►
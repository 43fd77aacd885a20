//! Configuration structures for replaysink.
//!
//! Configuration is loaded from TOML files and can be overridden via CLI flags.

use serde::{Deserialize, Serialize};
use std::path::PathBuf;
use std::time::Duration;

/// Main configuration structure.
#[derive(Debug, Clone, Deserialize, Serialize)]
pub struct Config {
    /// Kafka configuration
    pub kafka: KafkaConfig,

    /// Blob storage configuration
    pub storage: StorageConfig,

    /// Recording buffer configuration
    #[serde(default)]
    pub buffer: BufferConfig,

    /// Monitoring configuration
    #[serde(default)]
    pub monitoring: MonitoringConfig,
}

/// Kafka consumer configuration.
#[derive(Debug, Clone, Deserialize, Serialize)]
pub struct KafkaConfig {
    /// Kafka bootstrap servers
    pub bootstrap_servers: Vec<String>,

    /// Topic to consume recordings from
    #[serde(default = "default_topic")]
    pub topic: String,

    /// Consumer group ID
    #[serde(default = "default_consumer_group")]
    pub consumer_group: String,

    /// How long a single poll waits before the engine runs an idle tick
    #[serde(default = "default_poll_timeout_ms")]
    pub poll_timeout_ms: u64,

    /// Session timeout in milliseconds
    #[serde(default = "default_session_timeout_ms")]
    pub session_timeout_ms: u32,

    /// Heartbeat interval in milliseconds
    #[serde(default = "default_heartbeat_interval_ms")]
    pub heartbeat_interval_ms: u32,

    /// Max poll interval in milliseconds (must exceed the longest flush)
    #[serde(default = "default_max_poll_interval_ms")]
    pub max_poll_interval_ms: u32,

    /// Auto offset reset strategy
    #[serde(default)]
    pub auto_offset_reset: OffsetReset,

    /// Security configuration
    #[serde(default)]
    pub security: KafkaSecurityConfig,
}

/// Kafka auto offset reset strategy.
#[derive(Debug, Clone, Default, Deserialize, Serialize, PartialEq)]
#[serde(rename_all = "lowercase")]
pub enum OffsetReset {
    /// Start from earliest offset
    #[default]
    Earliest,
    /// Start from latest offset
    Latest,
}

/// Kafka security configuration.
#[derive(Debug, Clone, Default, Deserialize, Serialize)]
pub struct KafkaSecurityConfig {
    /// Security protocol (PLAINTEXT, SSL, SASL_SSL, SASL_PLAINTEXT)
    pub protocol: Option<String>,

    /// SASL mechanism (PLAIN, SCRAM-SHA-256, SCRAM-SHA-512)
    pub sasl_mechanism: Option<String>,

    /// SASL username
    pub sasl_username: Option<String>,

    /// SASL password
    pub sasl_password: Option<String>,

    /// SSL CA certificate location
    pub ssl_ca_location: Option<PathBuf>,

    /// SSL client certificate location
    pub ssl_cert_location: Option<PathBuf>,

    /// SSL client key location
    pub ssl_key_location: Option<PathBuf>,
}

/// Blob storage configuration.
#[derive(Debug, Clone, Deserialize, Serialize)]
pub struct StorageConfig {
    /// Where fragments are written: `s3://bucket[/prefix]`, `memory://`,
    /// or a local directory
    pub location: String,

    /// Prefix prepended to every storage key
    #[serde(default = "default_key_prefix")]
    pub key_prefix: String,

    /// AWS region (S3)
    pub aws_region: Option<String>,

    /// AWS access key ID
    pub aws_access_key_id: Option<String>,

    /// AWS secret access key
    pub aws_secret_access_key: Option<String>,

    /// S3 endpoint (for MinIO or other S3-compatible storage)
    pub s3_endpoint: Option<String>,
}

/// Recording buffer configuration.
#[derive(Debug, Clone, Deserialize, Serialize)]
pub struct BufferConfig {
    /// Flush once this many fragments are buffered
    #[serde(default = "default_max_buffer_message_count")]
    pub max_buffer_message_count: u64,

    /// Flush once buffered payloads reach this many bytes
    #[serde(default = "default_max_buffer_size_in_bytes")]
    pub max_buffer_size_in_bytes: u64,

    /// Flush once this many seconds have passed since the buffer was created
    #[serde(default = "default_max_buffer_time_in_seconds")]
    pub max_buffer_time_in_seconds: u64,

    /// Upper bound on a single batch commit; 0 disables the timeout
    #[serde(default = "default_commit_timeout_seconds")]
    pub commit_timeout_seconds: u64,

    /// Halt the consumer after this many failed commits in a row
    #[serde(default = "default_max_consecutive_commit_failures")]
    pub max_consecutive_commit_failures: u32,
}

impl BufferConfig {
    /// Commit timeout, if enabled.
    pub fn commit_timeout(&self) -> Option<Duration> {
        (self.commit_timeout_seconds > 0).then(|| Duration::from_secs(self.commit_timeout_seconds))
    }
}

impl Default for BufferConfig {
    fn default() -> Self {
        Self {
            max_buffer_message_count: default_max_buffer_message_count(),
            max_buffer_size_in_bytes: default_max_buffer_size_in_bytes(),
            max_buffer_time_in_seconds: default_max_buffer_time_in_seconds(),
            commit_timeout_seconds: default_commit_timeout_seconds(),
            max_consecutive_commit_failures: default_max_consecutive_commit_failures(),
        }
    }
}

/// Monitoring configuration.
#[derive(Debug, Clone, Deserialize, Serialize)]
pub struct MonitoringConfig {
    /// Metrics HTTP port
    #[serde(default = "default_metrics_port")]
    pub metrics_port: u16,

    /// Health check HTTP port
    #[serde(default = "default_health_port")]
    pub health_port: u16,

    /// Log level
    #[serde(default)]
    pub log_level: LogLevel,

    /// Log format
    #[serde(default)]
    pub log_format: LogFormat,
}

impl Default for MonitoringConfig {
    fn default() -> Self {
        Self {
            metrics_port: default_metrics_port(),
            health_port: default_health_port(),
            log_level: LogLevel::default(),
            log_format: LogFormat::default(),
        }
    }
}

/// Log level.
#[derive(Debug, Clone, Default, Deserialize, Serialize, PartialEq)]
#[serde(rename_all = "lowercase")]
pub enum LogLevel {
    /// Trace level
    Trace,
    /// Debug level
    Debug,
    /// Info level (default)
    #[default]
    Info,
    /// Warn level
    Warn,
    /// Error level
    Error,
}

impl LogLevel {
    /// Filter directive understood by `tracing_subscriber::EnvFilter`.
    pub fn as_directive(&self) -> &'static str {
        match self {
            LogLevel::Trace => "trace",
            LogLevel::Debug => "debug",
            LogLevel::Info => "info",
            LogLevel::Warn => "warn",
            LogLevel::Error => "error",
        }
    }
}

/// Log format.
#[derive(Debug, Clone, Default, Deserialize, Serialize, PartialEq)]
#[serde(rename_all = "lowercase")]
pub enum LogFormat {
    /// JSON format (default)
    #[default]
    Json,
    /// Plain text format
    Text,
}

// Default value functions
fn default_topic() -> String {
    "ingest-replay-recordings".to_string()
}
fn default_consumer_group() -> String {
    "ingest-replay-recordings-buffered".to_string()
}
fn default_poll_timeout_ms() -> u64 {
    1000
}
fn default_session_timeout_ms() -> u32 {
    30000
}
fn default_heartbeat_interval_ms() -> u32 {
    3000
}
fn default_max_poll_interval_ms() -> u32 {
    300000 // 5 minutes - must exceed longest flush time
}
fn default_key_prefix() -> String {
    "recordings".to_string()
}
fn default_max_buffer_message_count() -> u64 {
    100
}
fn default_max_buffer_size_in_bytes() -> u64 {
    2_500_000
}
fn default_max_buffer_time_in_seconds() -> u64 {
    1
}
fn default_commit_timeout_seconds() -> u64 {
    30
}
fn default_max_consecutive_commit_failures() -> u32 {
    10
}
fn default_metrics_port() -> u16 {
    9090
}
fn default_health_port() -> u16 {
    8080
}

impl Config {
    /// Load configuration from a TOML file.
    pub fn from_file(path: &std::path::Path) -> crate::Result<Self> {
        let content = std::fs::read_to_string(path)?;
        Self::from_toml_str(&content)
    }

    /// Parse and validate configuration from TOML text.
    pub fn from_toml_str(content: &str) -> crate::Result<Self> {
        let config: Config = toml::from_str(content)?;
        config.validate()?;
        Ok(config)
    }

    /// Validate the configuration.
    pub fn validate(&self) -> crate::Result<()> {
        if self.kafka.bootstrap_servers.is_empty() {
            return Err(crate::Error::Config(
                "At least one bootstrap server required".into(),
            ));
        }

        if self.kafka.topic.is_empty() {
            return Err(crate::Error::Config("Kafka topic is required".into()));
        }

        if self.kafka.consumer_group.is_empty() {
            return Err(crate::Error::Config("Consumer group is required".into()));
        }

        if self.storage.location.is_empty() {
            return Err(crate::Error::Config("Storage location is required".into()));
        }

        if self.buffer.max_consecutive_commit_failures == 0 {
            return Err(crate::Error::Config(
                "max_consecutive_commit_failures must be at least 1".into(),
            ));
        }

        if self.buffer.commit_timeout_seconds.saturating_mul(1000)
            >= u64::from(self.kafka.max_poll_interval_ms)
        {
            tracing::warn!(
                commit_timeout_seconds = self.buffer.commit_timeout_seconds,
                max_poll_interval_ms = self.kafka.max_poll_interval_ms,
                "Commit timeout exceeds max poll interval; a slow flush may trigger a rebalance"
            );
        }

        Ok(())
    }
}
◄
Which lines of the listing contain the string "certificate"? Copy each of them.

    /// SSL CA certificate location
    /// SSL client certificate location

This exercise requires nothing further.